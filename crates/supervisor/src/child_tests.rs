// SPDX-License-Identifier: BUSL-1.1
// Copyright (c) 2026 Alfred Jean LLC

use super::*;

fn sh(name: &str, script: &str) -> ChildSpec {
    ChildSpec::new(name, "/bin/sh").arg("-c").arg(script)
}

#[tokio::test]
async fn spawn_failure_is_an_error() {
    let (supervisor, _exits) = Supervisor::new("run-spawn", false);
    let err = supervisor
        .start(ChildSpec::new("ghost", "/nonexistent/definitely-not-a-binary"))
        .unwrap_err();
    assert!(matches!(err, SuperviseError::Spawn { .. }));
}

#[tokio::test]
async fn child_exit_is_reported_with_code() {
    let (supervisor, mut exits) = Supervisor::new("run-exit", false);
    let pid = supervisor.start(sh("flaky", "exit 7")).unwrap();

    let exit = exits.recv().await.unwrap();
    assert_eq!(exit.name, "flaky");
    assert_eq!(exit.pid, pid);
    assert_eq!(exit.code, Some(7));
    assert_eq!(supervisor.exit_code(pid), Some(7));
}

#[tokio::test]
async fn stop_terminates_a_cooperative_child() {
    let (supervisor, mut exits) = Supervisor::new("run-stop", false);
    let pid = supervisor.start(sh("sleeper", "sleep 30")).unwrap();

    let start = Instant::now();
    supervisor.stop(pid).await;
    assert!(start.elapsed() < STOP_GRACE, "TERM should beat the grace period");

    let exit = exits.recv().await.unwrap();
    assert_eq!(exit.pid, pid);
    assert!(!process::process_alive(pid));
}

#[tokio::test]
async fn stop_force_kills_a_term_ignoring_child() {
    let (supervisor, _exits) = Supervisor::new("run-kill", false);
    // Trap TERM so only KILL works.
    let pid = supervisor.start(sh("stubborn", "trap '' TERM; sleep 30")).unwrap();
    // Give the shell a moment to install the trap.
    tokio::time::sleep(Duration::from_millis(200)).await;

    supervisor.stop(pid).await;
    assert!(!process::process_alive(pid));
}

#[tokio::test]
async fn shutdown_all_is_idempotent_and_runs_cleanup_once() {
    let (supervisor, _exits) = Supervisor::new("run-fanout", false);
    supervisor.start(sh("a", "sleep 30")).unwrap();
    supervisor.start(sh("b", "sleep 30")).unwrap();

    let cleanups = Arc::new(AtomicBool::new(false));
    let flag = Arc::clone(&cleanups);
    supervisor.set_cleanup(Box::new(move || {
        assert!(!flag.swap(true, Ordering::SeqCst), "cleanup ran twice");
    }));

    supervisor.shutdown_all().await;
    supervisor.shutdown_all().await;
    assert!(cleanups.load(Ordering::SeqCst));
    assert!(supervisor.shutting_down());
}

#[tokio::test]
async fn detach_leaves_children_running() {
    let (supervisor, _exits) = Supervisor::new("run-detach", false);
    let pid = supervisor.start(sh("survivor", "sleep 30")).unwrap();

    let summary = supervisor.detach();
    assert_eq!(summary.len(), 1);
    assert_eq!(summary[0].1, pid);
    assert!(supervisor.is_detached());
    assert!(process::process_alive(pid));

    // Manual cleanup so the test suite does not leak sleepers.
    process::send_kill(pid);
}

#[tokio::test]
async fn run_id_reaches_the_child_environment() {
    let (supervisor, mut exits) = Supervisor::new("run-env-abc", false);
    supervisor
        .start(sh("probe", "test \"$OPENWORK_RUN_ID\" = run-env-abc"))
        .unwrap();

    let exit = exits.recv().await.unwrap();
    assert_eq!(exit.code, Some(0), "child should see the run id");
}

################

[Work to complete]
Copy only the entries from the first line to the line with "install the trap.", each exactly as it appears.

[Task solution]
filename crates/supervisor/src/child_tests.rs
// SPDX-License-Identifier: BUSL-1.1
// Copyright (c) 2026 Alfred Jean LLC

use super::*;

fn sh(name: &str, script: &str) -> ChildSpec {
    ChildSpec::new(name, "/bin/sh").arg("-c").arg(script)
}

#[tokio::test]
async fn spawn_failure_is_an_error() {
    let (supervisor, _exits) = Supervisor::new("run-spawn", false);
    let err = supervisor
        .start(ChildSpec::new("ghost", "/nonexistent/definitely-not-a-binary"))
        .unwrap_err();
    assert!(matches!(err, SuperviseError::Spawn { .. }));
}

#[tokio::test]
async fn child_exit_is_reported_with_code() {
    let (supervisor, mut exits) = Supervisor::new("run-exit", false);
    let pid = supervisor.start(sh("flaky", "exit 7")).unwrap();

    let exit = exits.recv().await.unwrap();
    assert_eq!(exit.name, "flaky");
    assert_eq!(exit.pid, pid);
    assert_eq!(exit.code, Some(7));
    assert_eq!(supervisor.exit_code(pid), Some(7));
}

#[tokio::test]
async fn stop_terminates_a_cooperative_child() {
    let (supervisor, mut exits) = Supervisor::new("run-stop", false);
    let pid = supervisor.start(sh("sleeper", "sleep 30")).unwrap();

    let start = Instant::now();
    supervisor.stop(pid).await;
    assert!(start.elapsed() < STOP_GRACE, "TERM should beat the grace period");

    let exit = exits.recv().await.unwrap();
    assert_eq!(exit.pid, pid);
    assert!(!process::process_alive(pid));
}

#[tokio::test]
async fn stop_force_kills_a_term_ignoring_child() {
    let (supervisor, _exits) = Supervisor::new("run-kill", false);
    // Trap TERM so only KILL works.
    let pid = supervisor.start(sh("stubborn", "trap '' TERM; sleep 30")).unwrap();
    // Give the shell a moment to install the trap.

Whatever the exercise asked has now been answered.